Я подошла к нему и спросила его по-азербайджански:
— Алиша, это ты?
Он ответил: „Да“.
Я обняла его, прижала к своей наболевшей груди и почувствовала, что он плачет. Чтобы самой не разреветься, я прикусила настолько сильно губу, что и по сей день у меня остался рубец. Врачи начали меня торопить, чтобы я его покормила, ввиду того что он уже тринадцать суток не принимал пищи. Мне принесли стакан какао, и я его начала поить с ложечки. После этого он мне задал вопрос: приехала ли я за ним и не брошу ли я его, такого изуродованного?
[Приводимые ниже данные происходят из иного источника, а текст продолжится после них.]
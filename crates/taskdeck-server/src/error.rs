use axum::http::StatusCode;
use axum::response::{IntoResponse, Response};
use axum::Json;
use serde_json::json;
use taskdeck_store::error::StoreError;

/// Maps task store failures onto the API's status/body contract.
#[derive(Debug)]
pub enum ApiError {
    /// Storage absent or empty: 404 with the legacy body.
    NoTasks,
    /// Caller mistake: 400 with the error message.
    BadRequest(String),
    /// Unknown task id: 404 with the error message.
    NotFound(String),
    /// Anything else: 500 with a generic body.
    Internal,
}

impl From<StoreError> for ApiError {
    fn from(e: StoreError) -> Self {
        match e {
            StoreError::NoStorage | StoreError::EmptyCollection => ApiError::NoTasks,
            StoreError::InvalidArgument(_)
            | StoreError::DuplicateTask(_)
            | StoreError::InvalidId(_) => ApiError::BadRequest(e.to_string()),
            StoreError::TaskNotFound(_) => ApiError::NotFound(e.to_string()),
            StoreError::Io(_) | StoreError::Json(_) | StoreError::LockConflict(_) => {
                tracing::error!("store failure: {}", e);
                ApiError::Internal
            }
        }
    }
}

impl IntoResponse for ApiError {
    fn into_response(self) -> Response {
        let (status, message) = match self {
            ApiError::NoTasks => (
                StatusCode::NOT_FOUND,
                "No item currently in memory".to_string(),
            ),
            ApiError::BadRequest(msg) => (StatusCode::BAD_REQUEST, msg),
            ApiError::NotFound(msg) => (StatusCode::NOT_FOUND, msg),
            ApiError::Internal => (
                StatusCode::INTERNAL_SERVER_ERROR,
                "Internal Server Error".to_string(),
            ),
        };
        (status, Json(json!({ "error": message }))).into_response()
    }
}
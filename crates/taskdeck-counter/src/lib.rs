//! Companion counter exercise: bounded arithmetic with guard errors, an
//! operation history, and an explicit subscriber list. Pure in-memory state;
//! unrelated to the task tracker runtime.

use chrono::{DateTime, Utc};
use std::fmt;
use thiserror::Error;

#[derive(Debug, Error, PartialEq, Eq)]
pub enum CounterError {
    #[error("maximum value reached")]
    AboveMax,

    #[error("minimum value reached")]
    BelowMin,

    #[error("arithmetic overflow")]
    Overflow,
}

#[derive(Debug, Clone, Copy, PartialEq, Eq)]
pub enum Operation {
    Increment,
    Decrement,
    Transform,
}

/// One successful mutation, recorded with the value it produced.
#[derive(Debug, Clone, PartialEq)]
pub struct HistoryEntry {
    pub operation: Operation,
    pub value: i64,
    pub time: DateTime<Utc>,
}

#[derive(Debug, Clone, Copy, PartialEq, Eq)]
pub struct CounterConfig {
    pub initial: i64,
    pub step: i64,
    pub min: i64,
    pub max: i64,
}

impl Default for CounterConfig {
    fn default() -> Self {
        Self {
            initial: 0,
            step: 1,
            min: i64::MIN,
            max: i64::MAX,
        }
    }
}

/// A counter with checked mutation.
///
/// Failed mutations leave the value, history, and subscribers untouched.
/// `add`/`subtract`/`multiply` are the immutable face: they return a fresh
/// counter and never modify the receiver.
pub struct Counter {
    value: i64,
    config: CounterConfig,
    history: Vec<HistoryEntry>,
    observers: Vec<Box<dyn FnMut(i64, Operation)>>,
}

impl fmt::Debug for Counter {
    fn fmt(&self, f: &mut fmt::Formatter<'_>) -> fmt::Result {
        f.debug_struct("Counter")
            .field("value", &self.value)
            .field("config", &self.config)
            .field("history", &self.history)
            .field("observers", &self.observers.len())
            .finish()
    }
}

impl Counter {
    pub fn new(initial: i64) -> Self {
        Self::with_config(CounterConfig {
            initial,
            ..CounterConfig::default()
        })
    }

    pub fn with_config(config: CounterConfig) -> Self {
        Self {
            value: config.initial,
            config,
            history: Vec::new(),
            observers: Vec::new(),
        }
    }

    pub fn value(&self) -> i64 {
        self.value
    }

    pub fn config(&self) -> CounterConfig {
        self.config
    }

    pub fn history(&self) -> &[HistoryEntry] {
        &self.history
    }

    pub fn increment(&mut self) -> Result<i64, CounterError> {
        let next = self
            .value
            .checked_add(self.config.step)
            .ok_or(CounterError::Overflow)?;
        self.apply(next, Operation::Increment)
    }

    pub fn decrement(&mut self) -> Result<i64, CounterError> {
        let next = self
            .value
            .checked_sub(self.config.step)
            .ok_or(CounterError::Overflow)?;
        self.apply(next, Operation::Decrement)
    }

    /// Apply an arbitrary function to the value, subject to the same bounds
    /// as increment/decrement.
    pub fn transform(&mut self, f: impl FnOnce(i64) -> i64) -> Result<i64, CounterError> {
        let next = f(self.value);
        self.apply(next, Operation::Transform)
    }

    /// Restore the initial value. Not recorded in the history.
    pub fn reset(&mut self) {
        self.value = self.config.initial;
    }

    /// Register a subscriber notified with `(new_value, operation)` after
    /// every successful mutation.
    pub fn on_change(&mut self, callback: impl FnMut(i64, Operation) + 'static) {
        self.observers.push(Box::new(callback));
    }

    /// A predicate over the value captured at call time: later mutations of
    /// this counter do not affect it.
    pub fn threshold_check(&self) -> impl Fn(i64) -> bool {
        let value = self.value;
        move |threshold| value >= threshold
    }

    pub fn add(&self, n: i64) -> Result<Counter, CounterError> {
        self.value
            .checked_add(n)
            .map(Counter::new)
            .ok_or(CounterError::Overflow)
    }

    pub fn subtract(&self, n: i64) -> Result<Counter, CounterError> {
        self.value
            .checked_sub(n)
            .map(Counter::new)
            .ok_or(CounterError::Overflow)
    }

    pub fn multiply(&self, n: i64) -> Result<Counter, CounterError> {
        self.value
            .checked_mul(n)
            .map(Counter::new)
            .ok_or(CounterError::Overflow)
    }

    /// A fresh counter holding the current value, with no shared state.
    pub fn snapshot(&self) -> Counter {
        Counter::new(self.value)
    }

    fn apply(&mut self, next: i64, operation: Operation) -> Result<i64, CounterError> {
        if next > self.config.max {
            return Err(CounterError::AboveMax);
        }
        if next < self.config.min {
            return Err(CounterError::BelowMin);
        }
        self.value = next;
        self.history.push(HistoryEntry {
            operation,
            value: next,
            time: Utc::now(),
        });
        for observer in &mut self.observers {
            observer(next, operation);
        }
        Ok(next)
    }
}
Я ему ответила, что любила его раньше, а теперь люблю вдвое больше и очень его жалею. Сказала, что он пострадал за весь советский народ, за нашу дорогую советскую Родину, а я патриотка своей Родины, и если бы даже он остался слепым и без рук и без ног, то и в таком случае я не оставила бы его. Я сказала ему, что он мне очень дорог. Он с радостью начал пить какао, и у него появилось желание поскорее поехать домой.